Museum of Fine Arts Boston

It’s a good start, but imagine this was the menu being served for dinner:

  • Strawberry shortcake with garlic butter sauce
  • Aged cheddar and crab dip
  • Nilla wafer truffle
  • Sashimi bi bim bab with chocolate fondue

Even if each recipe was cooked by a master chef, even if each recipe was an award-winning masterpiece, there’s a good chance you’re going to be really unhappy at the end of the meal, if you even last that long.

Absolutely, your guests will be happier if you give them recipes and dishes rather than piles of ingredients (unless you’re at a do-it-yourself hibachi restaurant). They’ll be even happier if they’re paired and matched well, set in a context of courses of a meal – in other words, have a strategy to what you serve them.
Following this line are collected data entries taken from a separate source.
//! Hardware abstraction trait and the joint handles it exposes.
//!
//! This module defines:
//! - `JointHandle` - lock-free shared joint state + command cell
//! - `HardwareInterfaces` - catalogue of handles per interface kind
//! - `RobotHardware` trait - the backend the periodic cycle drives

use crate::types::{ControllerInfo, InterfaceKind};
use std::collections::BTreeMap;
use std::sync::Arc;
use std::sync::atomic::{AtomicU64, Ordering};
use std::time::{Duration, Instant};

/// `f64` stored as raw bits in an `AtomicU64`.
#[derive(Debug, Default)]
struct AtomicF64(AtomicU64);

impl AtomicF64 {
    fn new(value: f64) -> Self {
        Self(AtomicU64::new(value.to_bits()))
    }

    #[inline]
    fn load(&self) -> f64 {
        f64::from_bits(self.0.load(Ordering::Acquire))
    }

    #[inline]
    fn store(&self, value: f64) {
        self.0.store(value.to_bits(), Ordering::Release);
    }
}

#[derive(Debug, Default)]
struct JointData {
    position: AtomicF64,
    velocity: AtomicF64,
    effort: AtomicF64,
    command: AtomicF64,
}

/// Shared view of one joint.
///
/// The hardware writes state in `read()` and consumes the command in
/// `write()`; controllers read state and set the command in `update()`.
/// Every access is a single atomic load or store, so neither side ever
/// blocks the other.
#[derive(Debug, Clone)]
pub struct JointHandle {
    name: Arc<str>,
    data: Arc<JointData>,
}

impl JointHandle {
    /// New joint with all values zeroed.
    pub fn new(name: &str) -> Self {
        Self::with_position(name, 0.0)
    }

    /// New joint at an initial position; the command starts equal to it.
    pub fn with_position(name: &str, position: f64) -> Self {
        Self {
            name: Arc::from(name),
            data: Arc::new(JointData {
                position: AtomicF64::new(position),
                command: AtomicF64::new(position),
                ..Default::default()
            }),
        }
    }

    /// Joint (resource) name.
    pub fn name(&self) -> &str {
        &self.name
    }

    /// Measured position.
    #[inline]
    pub fn position(&self) -> f64 {
        self.data.position.load()
    }

    /// Measured velocity.
    #[inline]
    pub fn velocity(&self) -> f64 {
        self.data.velocity.load()
    }

    /// Measured effort.
    #[inline]
    pub fn effort(&self) -> f64 {
        self.data.effort.load()
    }

    /// Last command written by a controller.
    #[inline]
    pub fn command(&self) -> f64 {
        self.data.command.load()
    }

    /// Write the command for the interface the joint is claimed through.
    #[inline]
    pub fn set_command(&self, value: f64) {
        self.data.command.store(value);
    }

    /// Publish measured state (hardware side).
    #[inline]
    pub fn set_state(&self, position: f64, velocity: f64, effort: f64) {
        self.data.position.store(position);
        self.data.velocity.store(velocity);
        self.data.effort.store(effort);
    }

    /// True if both handles refer to the same joint storage.
    pub fn same_joint(&self, other: &JointHandle) -> bool {
        Arc::ptr_eq(&self.data, &other.data)
    }
}

/// Catalogue of the handles a hardware backend exposes, per interface kind.
///
/// Built once from [`RobotHardware::interfaces`] and shared read-only with
/// every controller's `init_request`.
#[derive(Debug, Clone, Default)]
pub struct HardwareInterfaces {
    handles: BTreeMap<InterfaceKind, BTreeMap<String, JointHandle>>,
}

impl HardwareInterfaces {
    /// Empty catalogue.
    pub fn new() -> Self {
        Self::default()
    }

    /// Expose `handle` through `kind`. Returns the handle it replaced.
    pub fn register(&mut self, kind: InterfaceKind, handle: JointHandle) -> Option<JointHandle> {
        self.handles
            .entry(kind)
            .or_default()
            .insert(handle.name().to_string(), handle)
    }

    /// Look up a resource through one interface kind.
    pub fn get(&self, kind: InterfaceKind, resource: &str) -> Option<&JointHandle> {
        self.handles.get(&kind).and_then(|m| m.get(resource))
    }

    /// True if `resource` is exposed through `kind`.
    pub fn contains(&self, kind: InterfaceKind, resource: &str) -> bool {
        self.get(kind, resource).is_some()
    }

    /// Resource names exposed through `kind`, sorted.
    pub fn resource_names(&self, kind: InterfaceKind) -> impl Iterator<Item = &str> {
        self.handles
            .get(&kind)
            .into_iter()
            .flat_map(|m| m.keys().map(String::as_str))
    }

    /// Interface kinds with at least one resource.
    pub fn kinds(&self) -> impl Iterator<Item = InterfaceKind> + '_ {
        self.handles
            .iter()
            .filter(|(_, m)| !m.is_empty())
            .map(|(k, _)| *k)
    }

    /// Total number of (kind, resource) entries.
    pub fn len(&self) -> usize {
        self.handles.values().map(BTreeMap::len).sum()
    }

    /// True when nothing is exposed.
    pub fn is_empty(&self) -> bool {
        self.len() == 0
    }
}

/// Trait defining the hardware backend driven by the controller manager.
///
/// # Lifecycle
///
/// 1. `interfaces()` - called once when the manager is constructed
/// 2. `check_for_conflict()` / `prepare_switch()` / `do_switch()` - called at
///    the start of a tick that carries a pending switch, in that order
/// 3. `read()` / `write()` - called every tick around the controller updates
///
/// # Timing Contracts
///
/// | Operation | RT Constraint |
/// |-----------|---------------|
/// | `interfaces()` | None (before the cycle starts) |
/// | `check_for_conflict()` | **HARD** |
/// | `prepare_switch()` | **HARD** |
/// | `do_switch()` | **HARD** |
/// | `read()` / `write()` | **HARD** |
///
/// A `true` from `check_for_conflict` or a `false` from `prepare_switch` is
/// a veto, not an error: the manager aborts the switch and changes nothing.
pub trait RobotHardware: Send {
    /// Backend identifier used in logs (e.g., "simulation").
    fn name(&self) -> &str;

    /// Handles this backend exposes to controllers.
    fn interfaces(&self) -> HardwareInterfaces;

    /// Veto a switch because of a backend-specific claim collision.
    ///
    /// Default: no conflict.
    fn check_for_conflict(&self, _stop: &[ControllerInfo], _start: &[ControllerInfo]) -> bool {
        false
    }

    /// Get ready for a switch; `false` refuses it.
    ///
    /// Default: always ready.
    fn prepare_switch(&mut self, _stop: &[ControllerInfo], _start: &[ControllerInfo]) -> bool {
        true
    }

    /// Physically commit a switch that `prepare_switch` approved.
    ///
    /// Default: no-op.
    fn do_switch(&mut self, _stop: &[ControllerInfo], _start: &[ControllerInfo]) {}

    /// Sample sensors into the joint handles.
    fn read(&mut self, now: Instant, period: Duration);

    /// Send the joint commands to the actuators.
    fn write(&mut self, now: Instant, period: Duration);
}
One of the biggest problems in social media and marketing right now is an abundance of recipes with no context, no strategy at all. Take a look at any blog, any Twitter feed, any personality’s list of recent content and there’s a good chance you’ll see piles of recipes:

  • 5 tips for doing stuff with Twitter
  • 8 great ways to do other stuff with Facebook
  • 22 things you’re doing wrong with Foursquare
  • 971 ways to promote yourself on LinkedIn
  • 16,451 lists to blog about just like this one

These recipes are entirely without context, without a menu, without a strategy or structure that will help them blend with each other and make a coherent meal. Just like the culinary world, mixing and matching with no greater sense of what fits with what in your marketing and social media will likely give you a stomachache.

How do you remedy this? Learn to use a cookbook. Learn what recipes go with which courses, and then appropriately plan your meals so that you’re not randomly stacking recipes with each other. Have a framework. Have a map. Have a playbook. Your customers will be far more satisfied and you’ll have a much easier time planning your marketing meals.